What is tympanoplasty?
Tympanoplasty (say "tim-PAN-oh-plass-tee") is surgery to repair a hole in the eardrum. It may be done to improve hearing or to stop frequent ear infections that did not get better with other treatments.
Your child will get medicine to make him or her sleep or feel relaxed during the surgery. The doctor will probably do the surgery through a cut behind the ear. A cut is also called an incision. Sometimes the surgery can be done through the opening of the ear canal instead.
The doctor will use a small piece of tissue from your child to patch the hole in the eardrum. The tissue will come from the child's outer ear or the area behind the ear. If your child had an incision behind the ear, the doctor will close it with stitches.
Your child will probably go home from the hospital on the same day of the surgery. Most children are able to go back to school or their normal routine in about 1 to 2 days. But they should not play hard or do things like sports for about 3 weeks.
How do you prepare for surgery?
Surgery can be stressful for both your child and you. This information will help you understand what you can expect. And it will help you safely prepare for your child's surgery.
Preparing for surgery
- Talk to your child about the surgery. Tell your child that surgery will help the ear problem. Hospitals know how to take care of children. The staff will do all they can to make it easier for your child.
- Ask if a special tour of the surgery area and hospital is available. This may make your child feel less nervous about what happens.
- Plan for your child's recovery time. Your child may need more of your time right after the surgery, both for care and for comfort.
- Understand exactly what surgery is planned, along with the risks, benefits, and other options.
- Tell the doctor ALL the medicines, vitamins, supplements, and herbal remedies your child takes. Some may increase the risk of problems during the surgery. Your doctor will tell you if your child should stop taking any of them before the surgery and how soon to do it.
The day before surgery
- A nurse may call you (or you may need to call the hospital). This is to confirm the time and date of your child's surgery and answer any questions.
- Remember to follow your doctor's instructions about your child taking or stopping medicines before surgery. This includes over-the-counter medicines.

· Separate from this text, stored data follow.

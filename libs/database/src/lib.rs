//! Document store connectivity shared by the services
//!
//! # Features
//!
//! - `mongodb` (default) - MongoDB client, config, health checks
//! - `config` - load connection settings with `core_config::FromEnv`
//!
//! # Example
//!
//! ```ignore
//! use database::mongodb::{self, MongoConfig};
//!
//! let config = MongoConfig::with_database("mongodb://localhost:27017", "store");
//! let client = mongodb::connect_from_config(&config).await?;
//! let products = client.database(config.database()).collection::<Document>("products");
//! ```

pub mod common;

#[cfg(feature = "mongodb")]
pub mod mongodb;

pub use common::{RetryConfig, retry, retry_with_backoff};
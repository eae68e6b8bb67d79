use mongodb::{Client, bson::doc};
use std::time::Instant;

/// Outcome of a timed ping
#[derive(Debug, Clone, PartialEq, Eq)]
pub struct HealthStatus {
    pub healthy: bool,
    /// Driver error text when unhealthy
    pub message: Option<String>,
    pub response_time_ms: u64,
}

async fn ping(client: &Client) -> Result<(), mongodb::error::Error> {
    client
        .database("admin")
        .run_command(doc! { "ping": 1 })
        .await
        .map(|_| ())
}

/// True when the server answers a ping
pub async fn check_health(client: &Client) -> bool {
    ping(client).await.is_ok()
}

/// Ping the server and report latency plus any error
///
/// ```ignore
/// let status = check_health_detailed(&client).await;
/// if !status.healthy {
///     tracing::warn!(error = ?status.message, "MongoDB unreachable");
/// }
/// ```
pub async fn check_health_detailed(client: &Client) -> HealthStatus {
    let start = Instant::now();
    let result = ping(client).await;
    let response_time_ms = start.elapsed().as_millis() as u64;

    HealthStatus {
        healthy: result.is_ok(),
        message: result.err().map(|e| e.to_string()),
        response_time_ms,
    }
}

What happens on the day of surgery?
Follow the instructions exactly about when your child should stop eating and drinking. If you don't, the surgery may be canceled. If the doctor told you to have your child take his or her medicines on the day of surgery, have your child take them with only a sip of water.
Have your child take a bath or shower before you come in. Do not apply lotion or deodorant.
Your child may brush his or her teeth. But tell your child not to swallow any toothpaste or water.
Do not let your child wear contact lenses. Bring your child's glasses or contact lens case.
Be sure your child has something that reminds him or her of home. A special stuffed animal, toy, or blanket may be comforting. For an older child, it might be a book or music.
At the hospital or surgery center
- A parent or legal guardian must accompany your child.
- Your child will be kept comfortable and safe by the anesthesia provider. The anesthesia may make your child sleep. Or it may just numb the area being worked on.
- The surgery will take about 1 to 3 hours.
- After surgery, your child will be taken to the recovery room. As your child wakes up, the recovery room staff will monitor his or her condition. The doctor will talk to you about the surgery.
- You will probably be able to take your child home the day of the surgery.
- Your child will have foam packing or ointment in the ear canal. Your doctor may take this out about 1 to 2 weeks after the surgery.
- Your child may have strips of tape or a bandage over the incision behind the ear.
When should you call your doctor?
- You have questions or concerns.
- You don't understand how to prepare your child for the surgery.
- Your child becomes ill before the surgery (such as fever, flu, or a cold).
- You need to reschedule or have changed your mind about your child having the surgery.